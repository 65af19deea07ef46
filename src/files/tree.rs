//! Safe File Tree
//!
//! Filesystem operations confined to one root directory.
//!
//! Path resolution happens in two steps. The caller path is first normalized
//! lexically: `..` that would climb above the root is rejected before any
//! filesystem access. The nearest existing ancestor is then canonicalized so
//! symlinks pointing outside the root are rejected too.
//!
//! Mutating operations take the per-path advisory lock. A symlink swapped in
//! between resolution and use is outside what that lock can prevent.

use super::search::{walk, SearchQuery};
use super::{display_relative, FileEntry, FileTreeConfig, ItemOutcome};
use crate::controlplane::locks::{path_key, ResourceLocks};
use crate::error::{Error, Result};
use crate::metrics::FileTreeMetrics;
use futures::stream::{self, BoxStream};
use futures::{Stream, StreamExt};
use std::ffi::OsString;
use std::io::ErrorKind;
use std::path::{Component, Path, PathBuf};
use tokio::fs;
use tokio::io::AsyncReadExt;
use tracing::{debug, info};

/// `EXDEV` on Linux and the BSDs
const CROSS_DEVICE_ERRNO: i32 = 18;

/// Read size for streamed downloads
const DOWNLOAD_CHUNK: usize = 64 * 1024;

/// An opened regular file and its contents as a chunk stream
pub struct FileDownload {
    pub entry: FileEntry,
    pub chunks: BoxStream<'static, std::io::Result<Vec<u8>>>,
}

impl std::fmt::Debug for FileDownload {
    fn fmt(&self, f: &mut std::fmt::Formatter<'_>) -> std::fmt::Result {
        f.debug_struct("FileDownload")
            .field("entry", &self.entry)
            .finish_non_exhaustive()
    }
}

/// File tree confined to a canonical root directory
pub struct SafeFileTree {
    root: PathBuf,
    locks: ResourceLocks,
    metrics: Option<FileTreeMetrics>,
}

- What the exercise asks -
Within the data above, find the lines that contain the word "FileDownload" and copy each of them.

- Problem solution -
pub struct FileDownload {
impl std::fmt::Debug for FileDownload {
        f.debug_struct("FileDownload")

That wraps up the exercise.